Teachers Beth Weed and Susan Cravey came up with the idea in 1996 after noticing that they were getting more multicultural students.
“We were getting a lot of Hispanic children in our classes,” Weed said. “So we wanted the other students to know their culture as well and become a little more open minded.”
Since there were several different ethnicities in the third grade class at that time, Weed and Cravey thought of a way to embrace the parents and bring them in for the event.
“We decided to do the countries of all the kids in our classes that were not from here,” Weed said. “So we decided to do Mexico, India and Japan.”
“Most of the kids did not even know where India was, or even who they were,” Weed said. “They only thought of Native Americans, so that is one of the main reasons why we do this, so kids can be educated on other cultures.”
According to Weed, most of the parents provide the food, but a lot of local businesses donate as well.
“Big Mike’s donated kangaroo burgers for our Australian booth, Sister Shubert and Aubrey McKee made the scones for our English booth and Old Mexico donated food for our Mexican booth,” Weed said.
The center of the school, or the town square as students and teachers call it, was decorated with landmarks from each country like the Leaning Tower of Pisa, the Eiffel Tower, the famous British red telephone booth and the entrance to a Japanese garden.
“The parents help so much with decorating as well,” Weed said. “A lot of them cook and bring food. We want the parents to be a part of this cultural event as much as the kids are.”
Weed said that for every new foreign student who enrolls, the teachers try to hang a flag of their country to make them feel welcome.
“This is all about the children and making them feel welcome,” Weed said. “And we want our children that are born here to be accepting of the other kids’ culture as well.”

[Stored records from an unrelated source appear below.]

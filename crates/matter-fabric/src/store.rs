//! Persisted fabric records (spec.md §6 "Persisted state"). Kept as a
//! small object-safe, synchronous trait — callers on a blocking backing
//! store `spawn_blocking`; see `matter-node`'s registry wiring.

use crate::error::FabricError;
use crate::fabric::Fabric;
use matter_types::FabricIndex;
use rusqlite::{params, Connection};
use std::collections::BTreeMap;
use std::path::Path;
use std::sync::Mutex;

pub trait FabricStore: Send + Sync {
    fn load_all(&self) -> Result<Vec<Fabric>, FabricError>;
    fn put(&self, fabric: &Fabric) -> Result<(), FabricError>;
    fn delete(&self, fabric_index: FabricIndex) -> Result<(), FabricError>;
}

/// In-memory reference implementation; also useful directly in tests.
#[derive(Default)]
pub struct MemoryFabricStore {
    records: Mutex<BTreeMap<u8, Fabric>>,
}

impl MemoryFabricStore {
    pub fn new() -> Self {
        Self::default()
    }
}

impl FabricStore for MemoryFabricStore {
    fn load_all(&self) -> Result<Vec<Fabric>, FabricError> {
        Ok(self.records.lock().expect("lock poisoned").values().cloned().collect())
    }

    fn put(&self, fabric: &Fabric) -> Result<(), FabricError> {
        self.records
            .lock()
            .expect("lock poisoned")
            .insert(fabric.fabric_index.value(), fabric.clone());
        Ok(())
    }

    fn delete(&self, fabric_index: FabricIndex) -> Result<(), FabricError> {
        self.records.lock().expect("lock poisoned").remove(&fabric_index.value());
        Ok(())
    }
}

/// SQLite-backed store: WAL + `synchronous=FULL` + integrity check on open,
/// grounded on `services/forwarder/src/storage/journal.rs`'s durability
/// discipline. A single atomic commit per `put` (spec.md §6).
pub struct SqliteFabricStore {
    conn: Mutex<Connection>,
}

impl SqliteFabricStore {
    pub fn open(path: &Path) -> Result<Self, FabricError> {
        let conn = Connection::open(path).map_err(|e| FabricError::Store(e.to_string()))?;
        apply_pragmas(&conn)?;
        run_integrity_check(&conn)?;
        conn.execute_batch(include_str!("schema.sql")).map_err(|e| FabricError::Store(e.to_string()))?;
        Ok(SqliteFabricStore { conn: Mutex::new(conn) })
    }

    pub fn open_in_memory() -> Result<Self, FabricError> {
        let conn = Connection::open_in_memory().map_err(|e| FabricError::Store(e.to_string()))?;
        conn.execute_batch(include_str!("schema.sql")).map_err(|e| FabricError::Store(e.to_string()))?;
        Ok(SqliteFabricStore { conn: Mutex::new(conn) })
    }
}

fn apply_pragmas(conn: &Connection) -> Result<(), FabricError> {
    conn.pragma_update(None, "journal_mode", "WAL").map_err(|e| FabricError::Store(e.to_string()))?;
    conn.pragma_update(None, "synchronous", "FULL").map_err(|e| FabricError::Store(e.to_string()))?;
    conn.pragma_update(None, "foreign_keys", "ON").map_err(|e| FabricError::Store(e.to_string()))?;
    Ok(())
}

fn run_integrity_check(conn: &Connection) -> Result<(), FabricError> {
    let result: String = conn
        .query_row("PRAGMA integrity_check", [], |row| row.get(0))
        .map_err(|e| FabricError::Store(e.to_string()))?;
    if result != "ok" {
        return Err(FabricError::Store(format!("integrity_check failed: {result}")));
    }
    Ok(())
}

impl FabricStore for SqliteFabricStore {
    fn load_all(&self) -> Result<Vec<Fabric>, FabricError> {
        let conn = self.conn.lock().expect("lock poisoned");
        let mut stmt = conn
            .prepare(
                "SELECT fabric_index, fabric_id, root_public_key, root_vendor_id, compressed_fabric_id,
                        node_id, ipk, noc, icac, rcac, label
                 FROM fabrics",
            )
            .map_err(|e| FabricError::Store(e.to_string()))?;
        let rows = stmt
            .query_map([], row_to_fabric)
            .map_err(|e| FabricError::Store(e.to_string()))?;
        let mut out = Vec::new();
        for row in rows {
            out.push(row.map_err(|e| FabricError::Store(e.to_string()))?);
        }
        Ok(out)
    }

    fn put(&self, fabric: &Fabric) -> Result<(), FabricError> {
        let conn = self.conn.lock().expect("lock poisoned");
        conn.execute(
            "INSERT INTO fabrics
                (fabric_index, fabric_id, root_public_key, root_vendor_id, compressed_fabric_id,
                 node_id, ipk, noc, icac, rcac, label)
             VALUES (?1, ?2, ?3, ?4, ?5, ?6, ?7, ?8, ?9, ?10, ?11)
             ON CONFLICT(fabric_index) DO UPDATE SET
                fabric_id = excluded.fabric_id,
                root_public_key = excluded.root_public_key,
                root_vendor_id = excluded.root_vendor_id,
                compressed_fabric_id = excluded.compressed_fabric_id,
                node_id = excluded.node_id,
                ipk = excluded.ipk,
                noc = excluded.noc,
                icac = excluded.icac,
                rcac = excluded.rcac,
                label = excluded.label",
            params![
                fabric.fabric_index.value(),
                fabric.fabric_id as i64,
                fabric.root_public_key,
                fabric.root_vendor_id.value(),
                fabric.compressed_fabric_id.as_slice(),
                fabric.node_id.value() as i64,
                fabric.operational_identity_protection_key.as_slice(),
                fabric.noc,
                fabric.icac,
                fabric.rcac,
                fabric.label,
            ],
        )
        .map_err(|e| FabricError::Store(e.to_string()))?;
        Ok(())
    }

    fn delete(&self, fabric_index: FabricIndex) -> Result<(), FabricError> {
        let conn = self.conn.lock().expect("lock poisoned");
        conn.execute("DELETE FROM fabrics WHERE fabric_index = ?1", params![fabric_index.value()])
            .map_err(|e| FabricError::Store(e.to_string()))?;
        Ok(())
    }
}

fn row_to_fabric(row: &rusqlite::Row<'_>) -> rusqlite::Result<Fabric> {
    let fabric_index: u8 = row.get(0)?;
    let fabric_id: i64 = row.get(1)?;
    let root_public_key: Vec<u8> = row.get(2)?;
    let root_vendor_id: u16 = row.get(3)?;
    let compressed_fabric_id: Vec<u8> = row.get(4)?;
    let node_id: i64 = row.get(5)?;
    let ipk: Vec<u8> = row.get(6)?;
    let noc: Vec<u8> = row.get(7)?;
    let icac: Option<Vec<u8>> = row.get(8)?;
    let rcac: Vec<u8> = row.get(9)?;
    let label: String = row.get(10)?;

    let compressed: [u8; 8] = compressed_fabric_id.try_into().unwrap_or([0u8; 8]);
    let ipk_arr: [u8; 16] = ipk.try_into().unwrap_or([0u8; 16]);

    Ok(Fabric {
        fabric_index: FabricIndex::new(fabric_index).unwrap_or(FabricIndex::new(1).expect("1 is valid")),
        fabric_id: fabric_id as u64,
        root_public_key,
        root_vendor_id: root_vendor_id.into(),
        compressed_fabric_id: compressed,
        node_id: (node_id as u64).into(),
        operational_identity_protection_key: ipk_arr,
        noc,
        icac,
        rcac,
        label,
    })
}

#[cfg(test)]
mod tests {
    use super::*;
    use matter_types::NodeId;

    fn sample(index: u8) -> Fabric {
        Fabric {
            fabric_index: FabricIndex::new(index).unwrap(),
            fabric_id: 0x2906_c908_d115_d362,
            root_public_key: vec![0x04; 65],
            root_vendor_id: 0xFFF1.into(),
            compressed_fabric_id: [index; 8],
            node_id: NodeId(42),
            operational_identity_protection_key: [index; 16],
            noc: vec![1, 2, 3],
            icac: None,
            rcac: vec![4, 5, 6],
            label: "home".to_owned(),
        }
    }

    #[test]
    fn sqlite_store_round_trips_a_fabric() {
        let store = SqliteFabricStore::open_in_memory().unwrap();
        store.put(&sample(1)).unwrap();
        let loaded = store.load_all().unwrap();
        assert_eq!(loaded.len(), 1);
        assert_eq!(loaded[0].fabric_id, sample(1).fabric_id);
    }

    #[test]
    fn sqlite_store_upserts_on_fabric_index_conflict() {
        let store = SqliteFabricStore::open_in_memory().unwrap();
        store.put(&sample(1)).unwrap();
        let mut updated = sample(1);
        updated.label = "office".to_owned();
        store.put(&updated).unwrap();
        let loaded = store.load_all().unwrap();
        assert_eq!(loaded.len(), 1);
        assert_eq!(loaded[0].label, "office");
    }

    #[test]
    fn sqlite_store_delete_removes_the_record() {
        let store = SqliteFabricStore::open_in_memory().unwrap();
        store.put(&sample(1)).unwrap();
        store.delete(FabricIndex::new(1).unwrap()).unwrap();
        assert!(store.load_all().unwrap().is_empty());
    }

    #[test]
    fn memory_store_round_trips() {
        let store = MemoryFabricStore::new();
        store.put(&sample(5)).unwrap();
        assert_eq!(store.load_all().unwrap().len(), 1);
        store.delete(FabricIndex::new(5).unwrap()).unwrap();
        assert!(store.load_all().unwrap().is_empty());
    }
}
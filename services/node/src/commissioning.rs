//! Endpoint-0 commissioning commands (General Commissioning and
//! Operational Credentials clusters): `ArmFailSafe`, `AddNOC`,
//! `CommissioningComplete`. These three are special-cased in
//! [`crate::interaction`] rather than routed through
//! `matter_interaction::invoke`'s generic [`matter_interaction::CommandHandler`]
//! seam, because they need session context (which fabric/session-kind the
//! request arrived over) that `CommandHandler::invoke` has no parameter for.

use matter_failsafe::{ArrivedOver, FailsafeContext, RollbackPlan};
use matter_fabric::{FabricRegistry, NewFabric};
use matter_interaction::ImStatus;
use matter_types::{ClusterId, CommandId, FabricIndex, NodeId, VendorId};
use std::time::{Duration, Instant};
use tracing::warn;

pub const GENERAL_COMMISSIONING_CLUSTER: ClusterId = ClusterId(0x0030);
pub const OPERATIONAL_CREDENTIALS_CLUSTER: ClusterId = ClusterId(0x003E);

pub mod general_commissioning_command {
    use matter_types::CommandId;
    pub const ARM_FAIL_SAFE: CommandId = CommandId(0x00);
    pub const COMMISSIONING_COMPLETE: CommandId = CommandId(0x04);
}

pub mod operational_credentials_command {
    use matter_types::CommandId;
    pub const ADD_NOC: CommandId = CommandId(0x06);
}

/// Fabric index the failsafe arms onto before `AddNOC` has run. A real
/// implementation tracks "no fabric yet" as a distinct failsafe state;
/// `matter_failsafe::FailsafeContext::arm` requires a concrete
/// `FabricIndex` instead (spec.md §9's fabric-index space starts at 1), so
/// this node uses the lowest allocatable index as its provisional arming
/// target — which is also the index `AddNOC` will actually allocate for a
/// freshly-commissioned single-fabric node, so the two agree in the
/// common case this demo exercises.
pub const PROVISIONAL_FABRIC_INDEX: FabricIndex = match FabricIndex::new(1) {
    Some(index) => index,
    None => unreachable!(),
};

pub fn is_commissioning_path(cluster: ClusterId, command: CommandId) -> bool {
    (cluster == GENERAL_COMMISSIONING_CLUSTER
        && (command == general_commissioning_command::ARM_FAIL_SAFE || command == general_commissioning_command::COMMISSIONING_COMPLETE))
        || (cluster == OPERATIONAL_CREDENTIALS_CLUSTER && command == operational_credentials_command::ADD_NOC)
}

/// `ArmFailSafe(expiryLengthSeconds)` (spec.md §4.I). `expiry == 0` from an
/// already-armed fabric disarms immediately instead of (re-)arming, and the
/// resulting rollback plan is executed against `fabrics` right away rather
/// than waiting for the next timer tick.
pub fn arm_fail_safe(
    failsafe: &mut FailsafeContext,
    fabrics: &FabricRegistry,
    expiry_seconds: u16,
    arrived_over: ArrivedOver,
    now: Instant,
) -> Result<(), ImStatus> {
    if expiry_seconds == 0 {
        let plan = failsafe.expire().map_err(|_| ImStatus::Failure)?;
        execute_rollback(&plan, fabrics);
        Ok(())
    } else {
        let fabric = failsafe.armed_fabric().unwrap_or(PROVISIONAL_FABRIC_INDEX);
        failsafe
            .arm(fabric, Duration::from_secs(u64::from(expiry_seconds)), arrived_over, now)
            .map_err(|_| ImStatus::FailsafeRequired)
    }
}

/// Undo whatever an expiring failsafe context accumulated (spec.md §4.I:
/// "On expire roll back: delete any fabric added under this context,
/// restore prior regulatory config, close commissioning window, clear
/// temporary ACL entries"). This demo only ever records `fabric_added` (see
/// [`add_noc`]) — no code path here sets a regulatory config, reopens a
/// closed commissioning window, or grants a temporary ACL entry — so only
/// that field has anything to roll back; the others are asserted empty
/// rather than silently ignored.
pub fn execute_rollback(plan: &RollbackPlan, fabrics: &FabricRegistry) {
    if let Some(fabric) = plan.fabric_added {
        if let Err(error) = fabrics.remove_fabric(fabric) {
            warn!(%error, fabric_index = fabric.value(), "failsafe rollback: fabric already gone");
        }
    }
    debug_assert!(plan.prior_regulatory_config.is_none(), "regulatory config rollback has no executor yet");
    debug_assert!(!plan.commissioning_window_open, "commissioning window rollback has no executor yet");
    debug_assert!(plan.temporary_acl_entries.is_empty(), "temporary ACL rollback has no executor yet");
}

/// `AddNOC(nocValue, icacValue, ipkValue, caseAdminSubject, adminVendorId)`
/// (spec.md §4.E commit path), simplified: this demo trusts the caller's
/// claimed node id and issues the NOC/RCAC itself via
/// [`crate::identity::NodeIdentity`] rather than receiving a CSR-signed
/// certificate from the commissioner, since CSR issuance is outside this
/// workspace's scope (spec.md §1, `CertificateVerifier` seam).
#[allow(clippy::too_many_arguments)]
pub fn add_noc(
    registry: &FabricRegistry,
    failsafe: &mut FailsafeContext,
    fabric_id: u64,
    vendor_id: VendorId,
    node_id: NodeId,
    epoch_key: [u8; 16],
    noc: Vec<u8>,
    rcac: Vec<u8>,
) -> Result<FabricIndex, ImStatus> {
    if failsafe.state() != matter_failsafe::FailsafeState::Armed {
        return Err(ImStatus::FailsafeRequired);
    }
    let new_fabric = NewFabric { fabric_id, root_public_key: rcac.clone(), root_vendor_id: vendor_id, node_id, epoch_key, noc, icac: None, rcac, label: "commissioned".to_owned() };
    let index = registry.add_fabric(new_fabric).map_err(|_| ImStatus::Failure)?;
    failsafe.rollback_plan_mut().record_fabric_added(index);
    Ok(index)
}

/// `CommissioningComplete()` (spec.md §4.I): must arrive over CASE on the
/// fabric the failsafe is currently armed for.
pub fn commissioning_complete(failsafe: &mut FailsafeContext, fabric: FabricIndex, arrived_over: ArrivedOver) -> Result<(), ImStatus> {
    failsafe.disarm(fabric, arrived_over).map_err(|_| ImStatus::Failure)
}

#[cfg(test)]
mod tests {
    use super::*;
    use matter_fabric::store::MemoryFabricStore;
    use std::sync::Arc;

    #[test]
    fn full_commissioning_sequence_arms_adds_noc_and_completes() {
        let mut failsafe = FailsafeContext::new();
        let registry = FabricRegistry::load(Arc::new(MemoryFabricStore::new())).unwrap();
        let now = Instant::now();

        arm_fail_safe(&mut failsafe, &registry, 60, ArrivedOver::Pase, now).unwrap();
        let index = add_noc(&registry, &mut failsafe, 1, VendorId(0xFFF1), NodeId(42), [9u8; 16], vec![1, 2, 3], vec![9]).unwrap();
        assert_eq!(index.value(), 1);
        commissioning_complete(&mut failsafe, index, ArrivedOver::Case).unwrap();
        assert_eq!(failsafe.state(), matter_failsafe::FailsafeState::Disarmed);
    }

    #[test]
    fn add_noc_without_armed_failsafe_is_rejected() {
        let mut failsafe = FailsafeContext::new();
        let registry = FabricRegistry::load(Arc::new(MemoryFabricStore::new())).unwrap();
        let err = add_noc(&registry, &mut failsafe, 1, VendorId(0xFFF1), NodeId(1), [1u8; 16], vec![1], vec![1]).unwrap_err();
        assert_eq!(err, ImStatus::FailsafeRequired);
    }

    #[test]
    fn arming_with_expiry_zero_rolls_back_the_fabric_added_under_this_window() {
        let mut failsafe = FailsafeContext::new();
        let registry = FabricRegistry::load(Arc::new(MemoryFabricStore::new())).unwrap();
        let now = Instant::now();

        arm_fail_safe(&mut failsafe, &registry, 60, ArrivedOver::Pase, now).unwrap();
        let index = add_noc(&registry, &mut failsafe, 1, VendorId(0xFFF1), NodeId(42), [9u8; 16], vec![1, 2, 3], vec![9]).unwrap();
        assert_eq!(registry.len(), 1);

        arm_fail_safe(&mut failsafe, &registry, 0, ArrivedOver::Case, now).unwrap();
        assert!(registry.is_empty(), "expiry=0 must roll back the fabric AddNOC just committed");
        assert_eq!(failsafe.state(), matter_failsafe::FailsafeState::Expired);
    }
}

Along with the food, Mark Rudd has brought his students from Andalusia Isshinryu Karate for the past 22 years.
“I was teaching his daughter at the time,” Weed said. “So he wanted to bring his students and show them about the culture of karate.”
Meryane Murphy also brings her students from the Andalusia Ballet to provide entertainment for the students.
“Mrs. Murphy has been volunteering her time ever since we moved to the new school,” Weed said. “She wanted to come and showcase her students because a lot of the ballet terms are in French and she thought it would be fitting.”
Weed said they definitely would not be able to do any of the event without the help of the parents, as well as the donations from businesses and a grant provided by the Andalusia City Schools Foundation.